Competing on price is often just being in front of the wrong customer, with the wrong product at the wrong time.   Avoiding that situation is a subject for another article.

But in the hyper-competitive lumber industry, we are often in front of the right customer, at the right time with the right product, and we still are forced to compete on price.

Use these techniques to battle price:

1.           Assume the order.   “When we put this together” notIf we put this together.”   Act as if the order is yours.

2.           Don’t bring up price until the customer does.   When we hold off on price we show confidence in our proposal.    This relaxes our customer.   When our customer is interested, they will ask about price.

We can close from “What is the price on this?”   –     “That’s the good part, we can get this to you at $350, when would you like to take delivery?”

  1. Propose don’t Quote. Questions like “What are you looking for?” or “What do you need?”   Make us shopping services or quotron units.    When we propose solutions to our customers, we are proposing something unique, special, all our own.
  2. When customers say, “Your price is too high.”   We say, “Oh, (really), we’ve been selling at these levels, what were you thinking/feeling/hearing about price?”

“What are you thinking?” is a discussion question.  “What do you want to pay?”   gives all the power to the customer and will produce a lower price discussion every time.

  1. Quality with a Similar Story.     “Mrs. Customer, the quality warrants the price.   I have a customer in Texas, a real price shopper.   For six months I tried to get him to try this product and he wouldn’t.   A couple of weeks ago he was caught in a bind and had to try it.   He loves it and has re-ordered.   The quality makes it a great deal for him and for you also, let’s put this together!”
  2. Fear, Scarcity and Urgency Closes combat price.


“I know this is more than you are thinking of paying Tom, but people are paying these prices and we are running out of stock, so let’s take care of this before they’re all gone.   What’s your PO# on this?”

“Tom, you’re a busy man.   You can shop this thing and maybe save a few bucks, but your time is worth a lot, and when you come back these could be gone.   Let’s get this one off your To Do list.   Give me your PO number, this is a great product.”

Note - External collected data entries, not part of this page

use super::{prelude::*, update_dictionary};
use crate::{gateways::prompt::Prompt, tag::is_resolution};

#[derive(Debug, Clone, Copy, PartialEq, Eq)]
enum Correction {
    Correct,
    UpdateDictionary,
    Dismiss,
}

/// Resolves every tag of a category against the dictionary.
///
/// Tags that are known, free-form or resolutions are kept as they are.
/// A tag that is filed under another category is removed from the document.
/// Every other tag is corrected, added to the dictionary or dismissed
/// interactively. The document is rewritten after each change.
///
/// The input is expected to be deduplicated. Removing a tag from the
/// document removes all of its literal occurrences.
pub fn validate_tags<R, P>(
    repo: &R,
    prompt: &P,
    dictionary: &mut Dictionary,
    category: Category,
    tags: Vec<String>,
) -> Result<Vec<String>>
where
    R: DictionaryRepo + TagDocumentRepo,
    P: Prompt,
{
    if category.is_free_form() {
        return Ok(tags);
    }
    let mut doc = repo.load_document()?;
    let mut resolved = Vec::with_capacity(tags.len());

    for tag in tags {
        if is_resolution(&tag) || dictionary.contains(category, &tag) {
            push_unique(&mut resolved, tag);
            continue;
        }

        if let Some(home) = dictionary.home_of(&tag, category) {
            doc.taglist.remove_tag(category, &tag);
            repo.save_document(&doc)?;
            log::warn!(
                "The tag [{}] already exists for the following category: [{}]",
                tag.to_lowercase(),
                home.label()
            );
            log::warn!("Removed it from taglist category [{}]", category.label());
            prompt.acknowledge("Press Enter to continue")?;
            continue;
        }

        log::warn!(
            "The following tag does not exist in the dictionary: [{}]",
            tag.to_lowercase()
        );
        match ask_for_correction(prompt, category)? {
            Correction::Correct => {
                let replacement = ask_for_replacement(prompt, dictionary, category)?;
                doc.taglist.replace_tag(category, &tag, &replacement);
                repo.save_document(&doc)?;
                log::info!("The taglist was corrected");
                push_unique(&mut resolved, replacement);
            }
            Correction::UpdateDictionary => {
                let phrase = ask_for_phrase(prompt)?;
                update_dictionary(repo, dictionary, category, &tag, phrase)?;
                log::warn!("The dictionary was updated");
                push_unique(&mut resolved, tag);
            }
            Correction::Dismiss => {
                doc.taglist.remove_tag(category, &tag);
                repo.save_document(&doc)?;
                log::warn!("The tag [{tag}] was dismissed and not added to the dictionary");
            }
        }
    }
    Ok(resolved)
}

// A correction may turn a tag into one that is already in the list.
fn push_unique(tags: &mut Vec<String>, tag: String) {
    if !tags.contains(&tag) {
        tags.push(tag);
    }
}

fn ask_for_correction<P: Prompt>(prompt: &P, category: Category) -> Result<Correction> {
    let question = format!(
        "Would you like to correct it (1), update the [{}] category (2) or dismiss it (3)?",
        category.label()
    );
    loop {
        let answer = prompt.read_line(&question)?;
        match answer.trim().parse::<u8>() {
            Ok(1) => return Ok(Correction::Correct),
            Ok(2) => return Ok(Correction::UpdateDictionary),
            Ok(3) => return Ok(Correction::Dismiss),
            Ok(n) => log::error!("Invalid selection {n}. Please enter 1, 2 or 3."),
            Err(_) => log::error!("Invalid input. Please enter a valid integer."),
        }
    }
}

fn ask_for_replacement<P: Prompt>(
    prompt: &P,
    dictionary: &Dictionary,
    category: Category,
) -> Result<String> {
    loop {
        let replacement = prompt.read_line("Please enter valid replacement")?;
        let replacement = replacement.trim();
        if replacement.is_empty() {
            continue;
        }
        match dictionary.get(category, replacement) {
            Some(phrase) => {
                log::info!("Replacement value: {phrase}");
                return Ok(replacement.to_string());
            }
            None => {
                log::info!("Replacement: {replacement} does not exist in dictionary.");
            }
        }
    }
}

fn ask_for_phrase<P: Prompt>(prompt: &P) -> Result<String> {
    loop {
        let phrase = prompt.read_line("Please enter word group value related to the tag")?;
        let phrase = phrase.trim();
        if !phrase.is_empty() {
            return Ok(phrase.to_string());
        }
    }
}
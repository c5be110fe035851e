use rand::{seq::SliceRandom, Rng};

use super::prelude::*;
use crate::tag::is_resolution;

const SEPARATOR: &str = ", ";
const DATE_RANGE: &str = " up to ";
const CONNECTORS: [&str; 4] = [" and ", " along with ", " as well as ", " together with "];

/// Renders a single tag into a text fragment.
///
/// Dates and raw text categories keep the tag text, all other
/// categories are replaced by their dictionary phrase.
/// The suffix depends on the position of the tag:
/// a separator within the list, a connector before
/// the last tag and nothing after the last one.
pub fn render_fragment<R>(
    dictionary: &Dictionary,
    category: Category,
    tag: &str,
    position: Position,
    rng: &mut R,
) -> Result<String>
where
    R: Rng + ?Sized,
{
    if category == Category::Date {
        let text = tag.replace('.', "/");
        let suffix = match position {
            Position::FirstOrMiddle => SEPARATOR,
            Position::SecondLast => DATE_RANGE,
            Position::Last => "",
        };
        return Ok(text + suffix);
    }
    let text = if category.rules().raw_text || is_resolution(tag) {
        tag.replace('.', " ")
    } else {
        dictionary
            .get(category, tag)
            .map(ToString::to_string)
            .ok_or_else(|| Error::UnresolvedTag {
                category,
                tag: tag.to_string(),
            })?
    };
    let suffix = match position {
        Position::FirstOrMiddle => SEPARATOR,
        Position::SecondLast => CONNECTORS.choose(rng).copied().unwrap_or(CONNECTORS[0]),
        Position::Last => "",
    };
    Ok(text + suffix)
}

/// Renders all tags of a category into a single fragment.
pub fn render_sentence<R>(
    dictionary: &Dictionary,
    category: Category,
    tags: &[String],
    rng: &mut R,
) -> Result<String>
where
    R: Rng + ?Sized,
{
    let mut sentence = String::new();
    for (index, tag) in tags.iter().enumerate() {
        let position = Position::of(index, tags.len());
        sentence += &render_fragment(dictionary, category, tag, position, rng)?;
    }
    Ok(sentence)
}

#[cfg(test)]
mod tests {
    use super::*;
    use rand::{rngs::StdRng, SeedableRng};

    fn dictionary() -> Dictionary {
        let mut dict = Dictionary::default();
        dict.insert(Category::Action, "run", "running".into());
        dict.insert(Category::Action, "jump", "jumping".into());
        dict.insert(Category::Action, "swim", "swimming".into());
        dict
    }

    fn rng() -> StdRng {
        StdRng::seed_from_u64(42)
    }

    fn strings(tags: &[&str]) -> Vec<String> {
        tags.iter().map(ToString::to_string).collect()
    }

    #[test]
    fn render_dates_as_range() {
        let dict = Dictionary::default();
        let tags = strings(&["2020.01.01", "2020.02.01"]);
        let sentence = render_sentence(&dict, Category::Date, &tags, &mut rng()).unwrap();
        assert_eq!(sentence, "2020/01/01 up to 2020/02/01");
    }

    #[test]
    fn render_dates_within_list() {
        let dict = Dictionary::default();
        let text = render_fragment(
            &dict,
            Category::Date,
            "2020.01.01",
            Position::FirstOrMiddle,
            &mut rng(),
        )
        .unwrap();
        assert_eq!(text, "2020/01/01, ");
    }

    #[test]
    fn render_performers_as_raw_text() {
        let dict = Dictionary::default();
        let tags = strings(&["jane.doe", "john.doe"]);
        let sentence = render_sentence(&dict, Category::Performer, &tags, &mut rng()).unwrap();
        assert!(sentence.starts_with("jane doe "));
        assert!(sentence.ends_with(" john doe"));
        assert!(CONNECTORS
            .iter()
            .any(|c| sentence == format!("jane doe{c}john doe")));
    }

    #[test]
    fn render_resolution_regardless_of_dictionary() {
        let mut dict = Dictionary::default();
        dict.insert(Category::Resolution, "1080p", "full hd".into());
        let text = render_fragment(
            &dict,
            Category::Resolution,
            "1080p",
            Position::Last,
            &mut rng(),
        )
        .unwrap();
        assert_eq!(text, "1080p");
    }

    #[test]
    fn upper_case_resolution_needs_a_phrase() {
        let mut dict = Dictionary::default();
        dict.insert(Category::Resolution, "720P", "hd ready".into());
        let text = render_fragment(&dict, Category::Resolution, "720P", Position::Last, &mut rng())
            .unwrap();
        assert_eq!(text, "hd ready");
    }

    #[test]
    fn render_dictionary_phrases() {
        let dict = dictionary();
        let tags = strings(&["jump", "run", "swim"]);
        let sentence = render_sentence(&dict, Category::Action, &tags, &mut rng()).unwrap();
        assert!(sentence.starts_with("jumping, running "));
        assert!(sentence.ends_with(" swimming"));
    }

    #[test]
    fn single_tag_has_no_suffix() {
        let dict = dictionary();
        let tags = strings(&["RUN"]);
        let sentence = render_sentence(&dict, Category::Action, &tags, &mut rng()).unwrap();
        assert_eq!(sentence, "running");
    }

    #[test]
    fn same_seed_same_sentence() {
        let dict = dictionary();
        let tags = strings(&["jump", "run", "swim"]);
        let a = render_sentence(&dict, Category::Action, &tags, &mut rng()).unwrap();
        let b = render_sentence(&dict, Category::Action, &tags, &mut rng()).unwrap();
        assert_eq!(a, b);
    }

    #[test]
    fn fail_on_unresolved_tag() {
        let dict = dictionary();
        let err = render_fragment(&dict, Category::Action, "fly", Position::Last, &mut rng())
            .unwrap_err();
        assert!(matches!(
            err,
            Error::UnresolvedTag { category: Category::Action, ref tag } if tag == "fly"
        ));
    }
}
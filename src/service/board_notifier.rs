//! Board notifier: the publishing side used by application services.

use std::sync::Arc;

use serde::Serialize;

use crate::broker::Broker;
use crate::domain::{BoardEvent, BoardEventType, BoardId, SessionRequestStatus, UserId};

/// Publishes board events on behalf of services that have just committed a
/// mutation.
///
/// None of the methods return an error. Events are a best-effort side
/// channel: a failed render or publish is logged and the caller's mutation
/// stands. Clients resynchronize from the REST read endpoints on reconnect.
#[derive(Debug, Clone)]
pub struct BoardNotifier {
    broker: Arc<Broker>,
}

impl BoardNotifier {
    /// Creates a notifier publishing through `broker`.
    #[must_use]
    pub fn new(broker: Arc<Broker>) -> Self {
        Self { broker }
    }

    /// Returns the underlying broker.
    #[must_use]
    pub fn broker(&self) -> &Arc<Broker> {
        &self.broker
    }

    /// Renders `payload` and broadcasts it as a `kind` event to `board_id`.
    pub async fn publish<T: Serialize + ?Sized>(
        &self,
        board_id: BoardId,
        kind: BoardEventType,
        payload: &T,
    ) {
        match BoardEvent::from_payload(kind, payload) {
            Ok(event) => self.publish_event(board_id, &event).await,
            Err(err) => {
                tracing::warn!(%board_id, kind = kind.as_str(), %err, "failed to render board event");
            }
        }
    }

    /// Broadcasts an already-built event to `board_id`.
    pub async fn publish_event(&self, board_id: BoardId, event: &BoardEvent) {
        if let Err(err) = self.broker.broadcast_to_board(board_id, event).await {
            tracing::warn!(
                %board_id,
                kind = event.event_type.as_str(),
                %err,
                "failed to broadcast board event"
            );
        }
    }

    /// Tells a waiting user the moderator's decision on their join request,
    /// and lets the board know the request changed.
    pub async fn session_request_decided(
        &self,
        board_id: BoardId,
        user_id: UserId,
        status: SessionRequestStatus,
    ) {
        if let Err(err) = self
            .broker
            .broadcast_update_on_board_session_request(board_id, user_id, status)
            .await
        {
            tracing::warn!(%board_id, %user_id, %status, %err, "failed to deliver session request decision");
        }

        #[derive(Serialize)]
        struct RequestUpdate {
            user: UserId,
            status: SessionRequestStatus,
        }
        self.publish(
            board_id,
            BoardEventType::SessionRequestUpdated,
            &RequestUpdate {
                user: user_id,
                status,
            },
        )
        .await;
    }
}

#[cfg(test)]
#[allow(clippy::panic)]
mod tests {
    use std::collections::HashMap;
    use std::time::Duration;

    use serde_json::json;

    use super::*;
    use crate::transport::{MemoryTransport, Transport};

    fn notifier() -> (Arc<MemoryTransport>, BoardNotifier) {
        let transport = Arc::new(MemoryTransport::new(64));
        let as_dyn: Arc<dyn Transport> = Arc::clone(&transport) as Arc<dyn Transport>;
        let broker = Arc::new(Broker::new(as_dyn, 16));
        (transport, BoardNotifier::new(broker))
    }

    #[tokio::test]
    async fn publish_renders_typed_payload() {
        let (_transport, notifier) = notifier();
        let board = BoardId::new();
        let Ok(mut listener) = notifier.broker().get_board_channel(board).await else {
            panic!("channel refused");
        };

        let votes: HashMap<u8, u32> = HashMap::from([(4, 2)]);
        notifier.publish(board, BoardEventType::VotesUpdated, &votes).await;

        let Ok(Some(event)) = tokio::time::timeout(Duration::from_secs(1), listener.recv()).await
        else {
            panic!("no event received");
        };
        assert_eq!(event.event_type, BoardEventType::VotesUpdated);
        assert_eq!(event.data, json!({"4": 2}));
    }

    #[tokio::test]
    async fn failed_publish_is_swallowed() {
        let (transport, notifier) = notifier();
        transport.close().await;
        // must neither panic nor surface an error
        notifier
            .publish(BoardId::new(), BoardEventType::NoteDeleted, &json!({"note": "n1"}))
            .await;
        notifier
            .session_request_decided(BoardId::new(), UserId::new(), SessionRequestStatus::Accepted)
            .await;
    }

    #[tokio::test]
    async fn decision_reaches_user_and_board() {
        let (_transport, notifier) = notifier();
        let board = BoardId::new();
        let user = UserId::new();
        let broker = notifier.broker();
        let Ok(mut private) = broker.get_board_session_request_channel(board, user).await else {
            panic!("channel refused");
        };
        let Ok(mut board_listener) = broker.get_board_channel(board).await else {
            panic!("channel refused");
        };

        notifier
            .session_request_decided(board, user, SessionRequestStatus::Rejected)
            .await;

        let Ok(Some(status)) = tokio::time::timeout(Duration::from_secs(1), private.recv()).await
        else {
            panic!("no decision received");
        };
        assert_eq!(status, SessionRequestStatus::Rejected);

        let Ok(Some(event)) =
            tokio::time::timeout(Duration::from_secs(1), board_listener.recv()).await
        else {
            panic!("no board event received");
        };
        assert_eq!(event.event_type, BoardEventType::SessionRequestUpdated);
        assert_eq!(
            event.data,
            json!({"user": user.to_string(), "status": "REJECTED"})
        );
    }
}
//! WebSocket connection loops.
//!
//! Both sockets are push-only: inbound text and binary frames are read and
//! ignored, and the loop ends on a close frame, a read error or the end of
//! the feeding channel.

use axum::extract::ws::{Message, WebSocket};
use futures_util::{SinkExt, StreamExt};

use super::subscription::SessionRequestLease;
use crate::broker::Listener;
use crate::domain::{BoardEvent, BoardId};

/// Runs a session-request socket until the client leaves, then releases its
/// registration.
///
/// Frames are the JSON-encoded admission status (`"ACCEPTED"`, ...). The
/// server never closes the socket after a decision; the client does.
pub async fn run_session_request_connection(socket: WebSocket, mut lease: SessionRequestLease) {
    let board_id = lease.board_id();
    let user_id = lease.user_id();
    let connection_id = lease.connection_id();

    let Some(mut outbound) = lease.take_outbound() else {
        tracing::warn!(%board_id, %user_id, connection_id, "session request socket without outbound queue");
        lease.release().await;
        return;
    };

    let (mut ws_tx, mut ws_rx) = socket.split();
    tracing::debug!(%board_id, %user_id, connection_id, "session request socket opened");

    loop {
        tokio::select! {
            msg = ws_rx.next() => {
                match msg {
                    Some(Ok(Message::Close(_))) | None => break,
                    Some(Err(err)) => {
                        tracing::debug!(%board_id, %user_id, connection_id, %err, "session request socket read failed");
                        break;
                    }
                    Some(Ok(_)) => {}
                }
            }
            frame = outbound.recv() => {
                let Some(frame) = frame else {
                    break;
                };
                if let Err(err) = ws_tx.send(Message::text(frame)).await {
                    tracing::warn!(%board_id, %user_id, connection_id, %err, "failed to write session request frame");
                }
            }
        }
    }

    lease.release().await;
    let _ = ws_tx.close().await;
    tracing::debug!(%board_id, %user_id, connection_id, "session request socket closed");
}

/// Forwards every event of `board_id` to the socket as a JSON text frame.
pub async fn run_board_connection(
    socket: WebSocket,
    board_id: BoardId,
    mut listener: Listener<BoardEvent>,
) {
    let (mut ws_tx, mut ws_rx) = socket.split();
    tracing::debug!(%board_id, "board socket opened");

    loop {
        tokio::select! {
            msg = ws_rx.next() => {
                match msg {
                    Some(Ok(Message::Close(_))) | None => break,
                    Some(Err(err)) => {
                        tracing::debug!(%board_id, %err, "board socket read failed");
                        break;
                    }
                    Some(Ok(_)) => {}
                }
            }
            event = listener.recv() => {
                let Some(event) = event else {
                    tracing::warn!(%board_id, "board channel ended");
                    break;
                };
                let json = match serde_json::to_string(&event) {
                    Ok(json) => json,
                    Err(err) => {
                        tracing::warn!(%board_id, %err, "failed to encode board event");
                        continue;
                    }
                };
                if ws_tx.send(Message::text(json)).await.is_err() {
                    break;
                }
            }
        }
    }

    drop(listener);
    let _ = ws_tx.close().await;
    tracing::debug!(%board_id, "board socket closed");
}
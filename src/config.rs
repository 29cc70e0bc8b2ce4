//! Service configuration loaded from environment variables.
//!
//! Follows 12-factor style: all settings come from environment variables
//! (or a `.env` file via `dotenvy`). Unset or unparsable numeric values fall
//! back to their defaults; only the listen address and the backend name are
//! hard errors.

use std::net::SocketAddr;
use std::str::FromStr;
use std::time::Duration;

/// Configuration could not be loaded.
#[derive(Debug, thiserror::Error)]
pub enum ConfigError {
    /// `LISTEN_ADDR` is not a socket address.
    #[error("invalid LISTEN_ADDR: {0}")]
    InvalidListenAddr(#[from] std::net::AddrParseError),

    /// `BROKER_BACKEND` names no known transport.
    #[error("unknown BROKER_BACKEND {0:?} (expected nats, redis or memory)")]
    UnknownBackend(String),
}

/// Which pub/sub backend the broker runs on.
#[derive(Debug, Clone, PartialEq, Eq)]
pub enum BrokerBackend {
    /// NATS core pub/sub at the given URL.
    Nats {
        /// Server URL, e.g. `nats://localhost:4222`.
        url: String,
    },
    /// Redis pub/sub at the given URL.
    Redis {
        /// Server URL, e.g. `redis://localhost:6379`.
        url: String,
    },
    /// In-process transport; only reaches listeners in this process.
    Memory,
}

impl BrokerBackend {
    /// Short backend name for logs.
    #[must_use]
    pub const fn name(&self) -> &'static str {
        match self {
            Self::Nats { .. } => "nats",
            Self::Redis { .. } => "redis",
            Self::Memory => "memory",
        }
    }
}

/// Broker and transport settings.
#[derive(Debug, Clone)]
pub struct BrokerConfig {
    /// Selected backend.
    pub backend: BrokerBackend,

    /// Upper bound on establishing the initial backend connection.
    pub connect_timeout: Duration,

    /// Upper bound on a single health check.
    pub health_timeout: Duration,

    /// Buffered events per local listener before new events are dropped.
    pub listener_capacity: usize,

    /// Ring size of each memory-transport topic.
    pub memory_topic_capacity: usize,
}

impl Default for BrokerConfig {
    fn default() -> Self {
        Self {
            backend: BrokerBackend::Memory,
            connect_timeout: Duration::from_millis(2_000),
            health_timeout: Duration::from_millis(500),
            listener_capacity: 64,
            memory_topic_capacity: 1_024,
        }
    }
}

/// Log output format.
#[derive(Debug, Clone, Copy, PartialEq, Eq)]
pub enum LogFormat {
    /// Human-readable lines.
    Text,
    /// One JSON object per line.
    Json,
}

/// Top-level service configuration.
///
/// Loaded once at startup via [`RealtimeConfig::from_env`].
#[derive(Debug, Clone)]
pub struct RealtimeConfig {
    /// Socket address to bind the HTTP server to (e.g. `0.0.0.0:8080`).
    pub listen_addr: SocketAddr,

    /// Broker and transport settings.
    pub broker: BrokerConfig,

    /// Buffered outbound frames per WebSocket connection.
    pub socket_outbound_capacity: usize,

    /// Log output format.
    pub log_format: LogFormat,
}

impl RealtimeConfig {
    /// Loads configuration from environment variables.
    ///
    /// Calls `dotenvy::dotenv().ok()` to optionally load a `.env` file.
    ///
    /// # Errors
    ///
    /// Returns [`ConfigError::InvalidListenAddr`] if `LISTEN_ADDR` is set but
    /// is not a socket address, and [`ConfigError::UnknownBackend`] if
    /// `BROKER_BACKEND` is not one of `nats`, `redis`, `memory`.
    pub fn from_env() -> Result<Self, ConfigError> {
        dotenvy::dotenv().ok();

        let listen_addr: SocketAddr = std::env::var("LISTEN_ADDR")
            .unwrap_or_else(|_| "0.0.0.0:8080".to_string())
            .parse()?;

        let backend_name = std::env::var("BROKER_BACKEND").unwrap_or_else(|_| "nats".to_string());
        let backend = match backend_name.to_ascii_lowercase().as_str() {
            "nats" => BrokerBackend::Nats {
                url: std::env::var("NATS_URL")
                    .unwrap_or_else(|_| "nats://localhost:4222".to_string()),
            },
            "redis" => BrokerBackend::Redis {
                url: std::env::var("REDIS_URL")
                    .unwrap_or_else(|_| "redis://localhost:6379".to_string()),
            },
            "memory" => BrokerBackend::Memory,
            _ => return Err(ConfigError::UnknownBackend(backend_name)),
        };

        let defaults = BrokerConfig::default();
        let broker = BrokerConfig {
            backend,
            connect_timeout: Duration::from_millis(parse_env(
                "BROKER_CONNECT_TIMEOUT_MS",
                2_000,
            )),
            health_timeout: Duration::from_millis(parse_env("BROKER_HEALTH_TIMEOUT_MS", 500)),
            listener_capacity: parse_env("LISTENER_CAPACITY", defaults.listener_capacity).max(1),
            memory_topic_capacity: parse_env(
                "MEMORY_TOPIC_CAPACITY",
                defaults.memory_topic_capacity,
            )
            .max(1),
        };

        let socket_outbound_capacity = parse_env("SOCKET_OUTBOUND_CAPACITY", 32_usize).max(1);

        let log_format = if parse_env_bool("LOG_JSON", false)
            || std::env::var("LOG_FORMAT").is_ok_and(|v| v.eq_ignore_ascii_case("json"))
        {
            LogFormat::Json
        } else {
            LogFormat::Text
        };

        Ok(Self {
            listen_addr,
            broker,
            socket_outbound_capacity,
            log_format,
        })
    }
}

/// Parses an environment variable as `T`, returning `default` on missing
/// or invalid values.
fn parse_env<T: FromStr>(key: &str, default: T) -> T {
    std::env::var(key)
        .ok()
        .and_then(|v| v.parse().ok())
        .unwrap_or(default)
}

/// Parses an environment variable as a boolean. Accepts `"true"`, `"1"`,
/// `"false"`, `"0"` (case-insensitive). Returns `default` otherwise.
fn parse_env_bool(key: &str, default: bool) -> bool {
    match std::env::var(key).ok().as_deref() {
        Some(v) if v.eq_ignore_ascii_case("true") || v == "1" => true,
        Some(v) if v.eq_ignore_ascii_case("false") || v == "0" => false,
        _ => default,
    }
}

  1. Is price the only thing standing in the way of us putting this deal together? We bend ourselves three ways from Friday to get the price right, AND THEN, there is another slight problem… Ask this question early and save lots of time! The beauty of this question is that it is a Closing question.   Either way the customer answers, we are moving towards a Close.
  2. Just because that is a good deal doesn’t mean this isn’t a good deal also. (Or, that’s a great deal, and this is also.)

When a customer tells you they can (or did) buy something similar for less money, DO NOT ACT DEFEATED.   These supposed lower prices are a test to if we believe in our product and our price.

  1. Don’t lower the price without customer participation. Don’t negotiate with yourself.   If your customer won’t talk about price don’t fish for a lower number alone.
  2. Best Quote Price Vs Best Sell Price. When we try to ask customers where we need to be on price, they say, “I don’t play that way, you tell me the best you can do and I’ll let you know.”

Change the paradigm.

“Mr. Customer, we sell this product all over the U.S., do you know who gets the best prices from us?”   Most of the time the customer will answer, “Probably the customers that buy the most from you.”   You say, “No, the customers who get the best prices are the customers that work with us.”

Go on to explain, “Mr. Customer, I am giving you my very best Quote Price, but we will have to work together to get my (our) very best Buy Price.”
Sell “teamwork” to our customers when they try to make us their adversary.

Let’s treat price as just another detail.   Propose unique solutions and use the above techniques to compete against the price objection.